My take on trauma sensitive

There are lots of takes on trauma-sensitive yoga. And it is not as if trauma survivors are all the same! It is still a very worthwhile topic to focus on. All the better if more of us can bring a trauma-informed view to any yoga class we teach.

As a child, I was very overweight, and for many years I dealt with issues related to food, weight, exercising excessively, and body image. Whether my experiences around these issues “count” as trauma is probably up for debate, but I think many people share these experiences and would agree they have implications for long-term psychological health.

There are a wide range of views on trauma-sensitive yoga. Sometimes my own experience and views do not match what I hear people recommending. This doesn’t mean they are wrong and I am right, but just that there are bound to be others with my views, including students in classes – I think it makes sense to realize that, just as in teaching any group class, there is not one clear set of  “do’s and don’ts”.

Hands on assists: Many trauma-sensitive guidelines recommend avoiding hands on assists completely; some say to wait until students know the teacher better, or ask each time. In my own experience of dealing with body image issues, if I came to a class and saw the instructor assisting everyone except me – I would probably start wondering what it was about me that made the person avoid me. The people-pleasing side of my personality also has trouble saying no even if a teacher asks and I do not want an assist; I don’t want to give someone else that “why not me?” feeling I get if a teacher avoids assisting me.

In some of my public classes, I assist, in my community classes, I do not.

Pace of the class: Coordinating movement and breath has been an integral part of what drew me to yoga. Slow-paced classes, even when I was newer to yoga, were just not engaging for me. I would not go back to a gentle class, or even go in the first place! Flowing movement-per-breath requires more concentration and allows me to get out of my mind and into my body. Not all trauma survivors will be new to yoga or not used to a physical challenge.

My community classes are at a slower pace than my public classes, so I err on the side of being too slow-paced for some, but I don’t think the pace has to be slow for the class to be trauma-sensitive.

Invitational language:  I love clarity. I also love moving in harmony with other people. Choosing my own movement in a room full of people makes me feel vulnerable – what if they think I’m weird?! Options are great to an extent.

I offer a lot of options in my community classes but only rarely have the “move however you feel” stuff.

Different personalities: As a student, I am fairly quiet. Although I am a teacher now, I don’t really like drawing attention to myself.
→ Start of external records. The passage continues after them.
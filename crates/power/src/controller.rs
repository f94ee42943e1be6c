//! Battery-driven profile state machine with a deferred task registry.

use std::sync::Arc;
use std::time::Duration;

use futures::future::BoxFuture;
use indexmap::IndexMap;
use parking_lot::{Mutex, RwLock};
use serde::{Deserialize, Serialize};
use tokio_util::sync::CancellationToken;

use lowtide_core::{
    AppState, BatterySource, BatteryStatus, Error, EventBus, Result, Signal, spawn_periodic,
};

use crate::hook::{HookRegistry, ProfileHook};
use crate::profile::{
    Feature, PowerProfile, PowerThresholds, ProfileKind, ProfileTable, select_optimal_profile,
};

/// A background task body. It may be run more than once if it fails.
pub type TaskFn = Arc<dyn Fn() -> BoxFuture<'static, Result<()>> + Send + Sync>;

// ---------------------------------------------------------------------------
// Config
// ---------------------------------------------------------------------------

/// Power controller configuration.
#[derive(Debug, Clone, PartialEq, Serialize, Deserialize)]
#[serde(default)]
pub struct PowerConfig {
    /// Battery thresholds for profile selection
    pub thresholds: PowerThresholds,
    /// Profile presets
    pub profiles: ProfileTable,
    /// Battery polling period used by [`PowerProfileController::start`]. Default: 60s
    #[serde(with = "lowtide_core::serde_ms")]
    pub poll_interval: Duration,
}

impl Default for PowerConfig {
    fn default() -> Self {
        Self {
            thresholds: PowerThresholds::default(),
            profiles: ProfileTable::default(),
            poll_interval: Duration::from_secs(60),
        }
    }
}

impl PowerConfig {
    /// Validate the configuration.
    pub fn validate(&self) -> Result<()> {
        self.thresholds.validate()?;
        self.profiles.validate()?;
        if self.poll_interval.is_zero() {
            return Err(Error::configuration("poll_interval must be greater than zero"));
        }
        Ok(())
    }
}

// ---------------------------------------------------------------------------
// Tasks
// ---------------------------------------------------------------------------

/// Conditions a background task needs before it may run.
#[derive(Debug, Clone, Copy, PartialEq, Serialize, Deserialize)]
#[serde(default)]
pub struct TaskConstraints {
    /// Higher runs sooner
    pub priority: i32,
    /// Only run on external power
    pub requires_charging: bool,
    /// Minimum battery percent when not charging
    pub min_battery_level: f64,
}

impl Default for TaskConstraints {
    fn default() -> Self {
        Self {
            priority: 0,
            requires_charging: false,
            min_battery_level: 0.0,
        }
    }
}

impl TaskConstraints {
    /// Whether `battery` satisfies these constraints.
    #[must_use]
    pub fn satisfied_by(&self, battery: BatteryStatus) -> bool {
        if self.requires_charging && !battery.charging {
            return false;
        }
        battery.charging || battery.level >= self.min_battery_level
    }
}

/// What happened to a registered task.
#[derive(Debug, Clone, PartialEq, Eq)]
pub enum TaskOutcome {
    /// Ran immediately and succeeded
    Completed,
    /// Parked until conditions improve
    Deferred,
    /// Ran immediately and failed; parked for a later retry
    Failed(Error),
}

/// Result of one [`PowerProfileController::execute_deferred_tasks`] pass.
#[derive(Debug, Clone, Copy, Default, PartialEq, Eq)]
pub struct DeferredRun {
    /// Tasks that ran and were removed
    pub completed: usize,
    /// Tasks that ran, failed and stay parked
    pub failed: usize,
    /// Tasks still parked after the pass
    pub remaining: usize,
}

struct DeferredTask {
    task: TaskFn,
    constraints: TaskConstraints,
}

// ---------------------------------------------------------------------------
// Events
// ---------------------------------------------------------------------------

/// What caused a profile change.
#[derive(Debug, Clone, Copy, PartialEq, Eq, Serialize, Deserialize)]
#[serde(rename_all = "kebab-case")]
pub enum ChangeReason {
    /// A battery sample
    Battery,
    /// Foreground/background transition
    AppState,
    /// `set_profile_by_name`
    Manual,
}

/// Events emitted by the power controller.
#[derive(Debug, Clone, PartialEq)]
pub enum PowerEvent {
    /// The active profile changed
    ProfileChanged {
        /// Previous profile
        from: ProfileKind,
        /// New profile
        to: ProfileKind,
        /// Trigger
        reason: ChangeReason,
    },
    /// A profile change switched features off
    FeaturesDisabled(Vec<Feature>),
    /// A task was parked
    TaskDeferred {
        /// Task id
        id: String,
    },
    /// A task ran successfully
    TaskCompleted {
        /// Task id
        id: String,
    },
    /// A task ran and failed
    TaskFailed {
        /// Task id
        id: String,
        /// The failure
        error: Error,
    },
}

impl Signal for PowerEvent {
    fn name(&self) -> &'static str {
        match self {
            Self::ProfileChanged { .. } => "profile-changed",
            Self::FeaturesDisabled(_) => "features-disabled",
            Self::TaskDeferred { .. } => "task-deferred",
            Self::TaskCompleted { .. } => "task-completed",
            Self::TaskFailed { .. } => "task-failed",
        }
    }
}

// ---------------------------------------------------------------------------
// Controller
// ---------------------------------------------------------------------------

#[derive(Debug, Clone, Copy)]
struct State {
    battery: BatteryStatus,
    app_state: AppState,
    kind: ProfileKind,
}

/// Selects the active [`PowerProfile`] from battery and app state and gates
/// background tasks on it.
pub struct PowerProfileController {
    config: PowerConfig,
    state: RwLock<State>,
    deferred: Mutex<IndexMap<String, DeferredTask>>,
    drain_lock: tokio::sync::Mutex<()>,
    hooks: HookRegistry,
    cancel: Mutex<Option<CancellationToken>>,
    events: EventBus<PowerEvent>,
}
If the room was too warm or cold for my personal preference, I might not say it. Some people will… the squeaky wheel gets the oil.  Sure, how will the teacher know if I don’t speak up? Of course they cannot know. But to me, rather than assuming students will all share their views or all be of a uniform mindset, the teacher should use their judgement and just work to make people feel comfortable. Talking about students as if they are a cohesive group with shared views on pacing, assists, characteristics of the room etc. just doesn’t reflect reality.

In my own teaching I struggle with this. I try to realize not all students will share their views but find it hard to resist accommodating people who are very vocal.

Having taught a lot of classes, I fully realize it is impossible to please everyone. I don’t intend to imply that these are “never” or “always” issues. But I think it’s fair to take them into account.